=== Work instruction ===
Examine the records and identify each line that includes the string "tracing". Copy those lines.

=== Record set ===
'''
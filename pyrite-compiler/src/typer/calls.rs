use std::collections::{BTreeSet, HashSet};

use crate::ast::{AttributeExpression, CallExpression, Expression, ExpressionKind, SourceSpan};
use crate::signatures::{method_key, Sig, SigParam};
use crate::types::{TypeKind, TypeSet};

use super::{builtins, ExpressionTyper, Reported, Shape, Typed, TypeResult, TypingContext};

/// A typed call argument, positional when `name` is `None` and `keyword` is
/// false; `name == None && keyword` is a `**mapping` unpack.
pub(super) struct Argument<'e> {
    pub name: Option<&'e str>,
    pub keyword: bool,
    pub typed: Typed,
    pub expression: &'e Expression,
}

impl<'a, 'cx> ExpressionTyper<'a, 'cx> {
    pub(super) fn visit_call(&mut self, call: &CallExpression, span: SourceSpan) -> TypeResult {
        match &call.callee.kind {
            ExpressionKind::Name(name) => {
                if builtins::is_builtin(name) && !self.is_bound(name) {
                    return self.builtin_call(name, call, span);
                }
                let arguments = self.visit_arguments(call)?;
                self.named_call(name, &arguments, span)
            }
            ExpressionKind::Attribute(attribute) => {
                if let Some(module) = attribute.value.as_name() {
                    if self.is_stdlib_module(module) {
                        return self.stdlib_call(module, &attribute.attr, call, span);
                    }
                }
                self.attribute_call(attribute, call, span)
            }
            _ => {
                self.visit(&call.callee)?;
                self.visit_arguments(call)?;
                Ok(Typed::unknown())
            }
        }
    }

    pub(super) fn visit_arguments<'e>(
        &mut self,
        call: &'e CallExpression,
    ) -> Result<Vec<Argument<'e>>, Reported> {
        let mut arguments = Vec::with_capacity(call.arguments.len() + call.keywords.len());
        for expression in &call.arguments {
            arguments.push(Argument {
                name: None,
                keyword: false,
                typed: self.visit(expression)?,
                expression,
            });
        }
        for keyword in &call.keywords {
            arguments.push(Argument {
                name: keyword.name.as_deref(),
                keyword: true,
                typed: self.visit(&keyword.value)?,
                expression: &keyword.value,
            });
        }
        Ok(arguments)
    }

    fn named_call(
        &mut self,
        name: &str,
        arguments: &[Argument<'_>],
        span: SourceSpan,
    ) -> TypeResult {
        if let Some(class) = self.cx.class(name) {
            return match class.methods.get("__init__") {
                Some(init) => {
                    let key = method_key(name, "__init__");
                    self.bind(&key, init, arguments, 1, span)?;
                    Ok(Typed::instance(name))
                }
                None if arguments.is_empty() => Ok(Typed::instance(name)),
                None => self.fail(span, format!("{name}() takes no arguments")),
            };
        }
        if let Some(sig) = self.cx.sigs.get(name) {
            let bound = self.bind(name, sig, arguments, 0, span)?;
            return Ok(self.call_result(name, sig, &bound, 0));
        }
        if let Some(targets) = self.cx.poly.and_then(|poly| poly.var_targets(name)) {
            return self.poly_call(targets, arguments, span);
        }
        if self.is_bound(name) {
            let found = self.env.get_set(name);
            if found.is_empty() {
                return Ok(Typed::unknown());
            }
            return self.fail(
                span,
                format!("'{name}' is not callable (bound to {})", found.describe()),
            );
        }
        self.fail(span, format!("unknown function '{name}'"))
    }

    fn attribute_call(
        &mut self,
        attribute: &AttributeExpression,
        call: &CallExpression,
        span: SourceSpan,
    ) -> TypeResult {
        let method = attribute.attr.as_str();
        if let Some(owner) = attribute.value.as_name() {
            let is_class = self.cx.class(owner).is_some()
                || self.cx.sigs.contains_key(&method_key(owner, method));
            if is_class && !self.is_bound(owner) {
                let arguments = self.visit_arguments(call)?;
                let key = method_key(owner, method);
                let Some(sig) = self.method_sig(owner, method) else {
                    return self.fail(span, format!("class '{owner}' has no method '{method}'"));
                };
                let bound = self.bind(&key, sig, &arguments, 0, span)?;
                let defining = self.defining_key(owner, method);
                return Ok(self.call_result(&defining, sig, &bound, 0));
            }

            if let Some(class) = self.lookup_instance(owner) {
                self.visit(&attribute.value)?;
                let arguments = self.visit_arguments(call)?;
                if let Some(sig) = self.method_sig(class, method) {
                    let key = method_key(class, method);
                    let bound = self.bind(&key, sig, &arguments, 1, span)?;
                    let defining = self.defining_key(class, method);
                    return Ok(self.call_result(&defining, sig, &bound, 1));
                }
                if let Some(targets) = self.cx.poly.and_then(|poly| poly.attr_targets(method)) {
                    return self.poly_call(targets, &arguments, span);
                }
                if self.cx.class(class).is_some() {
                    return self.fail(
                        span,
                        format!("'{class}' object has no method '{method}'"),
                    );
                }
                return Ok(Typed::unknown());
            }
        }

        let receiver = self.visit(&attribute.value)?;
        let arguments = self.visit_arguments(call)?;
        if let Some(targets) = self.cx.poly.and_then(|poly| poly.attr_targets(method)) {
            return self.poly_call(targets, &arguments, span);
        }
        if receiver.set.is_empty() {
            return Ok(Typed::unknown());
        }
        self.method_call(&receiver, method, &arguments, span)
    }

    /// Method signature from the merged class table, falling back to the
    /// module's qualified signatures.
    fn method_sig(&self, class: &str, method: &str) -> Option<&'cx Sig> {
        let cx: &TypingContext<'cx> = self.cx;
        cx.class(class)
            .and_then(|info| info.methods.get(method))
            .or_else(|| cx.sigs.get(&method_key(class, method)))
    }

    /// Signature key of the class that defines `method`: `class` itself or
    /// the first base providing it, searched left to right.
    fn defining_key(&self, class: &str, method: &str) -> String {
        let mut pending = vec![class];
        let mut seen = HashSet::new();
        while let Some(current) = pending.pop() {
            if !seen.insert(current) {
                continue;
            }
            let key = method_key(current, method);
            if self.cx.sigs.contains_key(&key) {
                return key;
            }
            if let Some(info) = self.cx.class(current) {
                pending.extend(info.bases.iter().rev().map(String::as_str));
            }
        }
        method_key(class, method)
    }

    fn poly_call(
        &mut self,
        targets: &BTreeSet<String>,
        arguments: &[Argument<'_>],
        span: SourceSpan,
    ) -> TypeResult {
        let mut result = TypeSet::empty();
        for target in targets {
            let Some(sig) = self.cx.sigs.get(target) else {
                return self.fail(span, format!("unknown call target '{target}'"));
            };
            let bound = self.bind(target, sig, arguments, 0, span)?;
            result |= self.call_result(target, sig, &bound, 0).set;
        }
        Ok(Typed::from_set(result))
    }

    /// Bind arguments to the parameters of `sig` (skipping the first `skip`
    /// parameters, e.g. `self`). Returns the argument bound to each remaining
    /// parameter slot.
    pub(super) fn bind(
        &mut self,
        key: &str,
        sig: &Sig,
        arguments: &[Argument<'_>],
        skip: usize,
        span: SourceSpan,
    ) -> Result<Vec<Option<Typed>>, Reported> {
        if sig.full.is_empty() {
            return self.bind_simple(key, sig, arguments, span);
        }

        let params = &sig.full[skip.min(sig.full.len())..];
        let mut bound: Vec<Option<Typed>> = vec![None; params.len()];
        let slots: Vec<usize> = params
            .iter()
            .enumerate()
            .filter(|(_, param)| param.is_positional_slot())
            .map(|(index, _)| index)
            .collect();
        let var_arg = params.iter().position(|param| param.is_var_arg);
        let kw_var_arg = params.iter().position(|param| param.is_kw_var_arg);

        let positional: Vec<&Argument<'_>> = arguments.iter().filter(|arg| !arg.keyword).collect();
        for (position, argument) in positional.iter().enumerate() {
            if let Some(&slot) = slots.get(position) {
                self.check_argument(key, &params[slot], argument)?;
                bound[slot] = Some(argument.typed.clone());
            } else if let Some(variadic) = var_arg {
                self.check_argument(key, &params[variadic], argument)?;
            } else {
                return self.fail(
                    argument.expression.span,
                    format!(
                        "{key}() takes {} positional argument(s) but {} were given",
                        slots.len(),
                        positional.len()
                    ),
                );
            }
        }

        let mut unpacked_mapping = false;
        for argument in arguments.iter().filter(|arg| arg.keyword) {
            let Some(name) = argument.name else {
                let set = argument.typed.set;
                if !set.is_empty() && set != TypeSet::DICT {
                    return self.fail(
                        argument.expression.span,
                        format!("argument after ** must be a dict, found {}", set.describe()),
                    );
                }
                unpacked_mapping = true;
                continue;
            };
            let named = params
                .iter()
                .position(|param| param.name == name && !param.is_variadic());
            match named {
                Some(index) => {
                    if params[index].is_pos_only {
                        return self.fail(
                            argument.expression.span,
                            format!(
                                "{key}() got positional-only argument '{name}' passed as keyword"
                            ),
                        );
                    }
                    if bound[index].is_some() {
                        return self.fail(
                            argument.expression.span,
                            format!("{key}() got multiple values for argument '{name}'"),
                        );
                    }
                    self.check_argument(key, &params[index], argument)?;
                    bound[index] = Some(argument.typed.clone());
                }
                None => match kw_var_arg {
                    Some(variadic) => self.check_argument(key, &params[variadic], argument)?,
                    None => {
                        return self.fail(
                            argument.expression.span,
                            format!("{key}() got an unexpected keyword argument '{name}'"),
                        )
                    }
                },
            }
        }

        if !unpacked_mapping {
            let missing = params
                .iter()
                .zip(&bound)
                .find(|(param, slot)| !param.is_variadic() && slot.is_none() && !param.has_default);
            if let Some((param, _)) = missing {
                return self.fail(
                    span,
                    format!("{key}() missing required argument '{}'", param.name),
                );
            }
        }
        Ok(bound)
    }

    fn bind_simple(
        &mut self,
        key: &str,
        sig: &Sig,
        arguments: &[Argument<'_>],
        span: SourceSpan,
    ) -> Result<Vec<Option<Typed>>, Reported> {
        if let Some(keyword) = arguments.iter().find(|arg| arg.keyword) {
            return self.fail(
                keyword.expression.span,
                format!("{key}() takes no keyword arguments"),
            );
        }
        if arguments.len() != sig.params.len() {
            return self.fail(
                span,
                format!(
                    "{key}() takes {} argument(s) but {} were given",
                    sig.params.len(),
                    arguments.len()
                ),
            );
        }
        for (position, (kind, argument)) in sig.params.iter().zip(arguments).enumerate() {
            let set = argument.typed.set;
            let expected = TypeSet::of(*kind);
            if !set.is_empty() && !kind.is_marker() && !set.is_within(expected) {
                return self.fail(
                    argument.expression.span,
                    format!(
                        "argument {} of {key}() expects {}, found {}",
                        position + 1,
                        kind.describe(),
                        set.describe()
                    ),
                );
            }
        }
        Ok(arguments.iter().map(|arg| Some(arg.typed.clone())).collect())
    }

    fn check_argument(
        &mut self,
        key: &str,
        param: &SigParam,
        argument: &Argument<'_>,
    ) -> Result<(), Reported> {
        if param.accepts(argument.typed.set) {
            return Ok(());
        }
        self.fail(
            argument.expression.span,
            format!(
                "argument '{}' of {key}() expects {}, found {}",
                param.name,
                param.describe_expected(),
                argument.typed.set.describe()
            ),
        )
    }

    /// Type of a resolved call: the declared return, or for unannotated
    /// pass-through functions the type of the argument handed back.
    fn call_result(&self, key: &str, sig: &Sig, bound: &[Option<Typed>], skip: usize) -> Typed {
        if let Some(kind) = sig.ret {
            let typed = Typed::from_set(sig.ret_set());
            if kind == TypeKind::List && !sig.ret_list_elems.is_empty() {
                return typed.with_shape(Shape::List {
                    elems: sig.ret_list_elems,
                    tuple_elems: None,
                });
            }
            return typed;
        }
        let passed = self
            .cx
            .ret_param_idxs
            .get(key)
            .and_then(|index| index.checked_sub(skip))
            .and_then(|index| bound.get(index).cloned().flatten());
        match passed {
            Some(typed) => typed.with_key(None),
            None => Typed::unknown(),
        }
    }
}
'''
'''
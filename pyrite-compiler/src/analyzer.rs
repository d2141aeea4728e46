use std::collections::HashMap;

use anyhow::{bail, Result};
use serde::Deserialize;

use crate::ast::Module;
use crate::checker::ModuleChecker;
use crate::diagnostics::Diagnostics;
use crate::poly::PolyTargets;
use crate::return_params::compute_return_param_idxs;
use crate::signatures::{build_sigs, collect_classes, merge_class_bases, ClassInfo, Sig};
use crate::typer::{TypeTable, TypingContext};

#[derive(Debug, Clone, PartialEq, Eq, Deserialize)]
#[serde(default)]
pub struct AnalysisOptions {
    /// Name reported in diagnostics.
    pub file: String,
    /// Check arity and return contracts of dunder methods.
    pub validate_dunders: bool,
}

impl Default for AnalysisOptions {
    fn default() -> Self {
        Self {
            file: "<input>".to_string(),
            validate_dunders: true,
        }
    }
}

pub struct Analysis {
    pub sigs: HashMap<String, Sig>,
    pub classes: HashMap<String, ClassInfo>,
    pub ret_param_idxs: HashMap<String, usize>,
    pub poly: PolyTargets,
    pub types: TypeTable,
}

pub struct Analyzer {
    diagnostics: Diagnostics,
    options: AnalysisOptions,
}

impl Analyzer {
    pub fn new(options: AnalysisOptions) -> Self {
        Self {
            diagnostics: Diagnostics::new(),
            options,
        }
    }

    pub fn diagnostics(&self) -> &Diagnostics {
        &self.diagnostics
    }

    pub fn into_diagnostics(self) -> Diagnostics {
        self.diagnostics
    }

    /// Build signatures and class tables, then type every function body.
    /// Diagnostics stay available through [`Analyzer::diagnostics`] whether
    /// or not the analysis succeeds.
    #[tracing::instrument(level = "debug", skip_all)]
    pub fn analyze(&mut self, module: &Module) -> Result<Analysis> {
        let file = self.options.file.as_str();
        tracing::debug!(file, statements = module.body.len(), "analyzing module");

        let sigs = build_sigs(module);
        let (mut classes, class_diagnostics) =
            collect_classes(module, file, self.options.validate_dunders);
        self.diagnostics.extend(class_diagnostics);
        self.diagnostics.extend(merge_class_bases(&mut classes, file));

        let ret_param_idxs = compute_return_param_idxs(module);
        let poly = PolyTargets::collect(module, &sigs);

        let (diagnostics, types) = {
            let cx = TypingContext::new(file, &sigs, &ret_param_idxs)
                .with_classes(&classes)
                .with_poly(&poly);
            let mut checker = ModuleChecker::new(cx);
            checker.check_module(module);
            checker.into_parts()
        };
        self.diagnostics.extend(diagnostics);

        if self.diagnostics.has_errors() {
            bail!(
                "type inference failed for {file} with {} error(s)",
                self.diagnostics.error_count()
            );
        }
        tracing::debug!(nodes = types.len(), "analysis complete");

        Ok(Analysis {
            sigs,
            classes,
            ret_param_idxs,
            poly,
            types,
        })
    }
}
'''
=== Problem solution ===
    #[tracing::instrument(level = "debug", skip_all)]
        tracing::debug!(file, statements = module.body.len(), "analyzing module");
        tracing::debug!(nodes = types.len(), "analysis complete");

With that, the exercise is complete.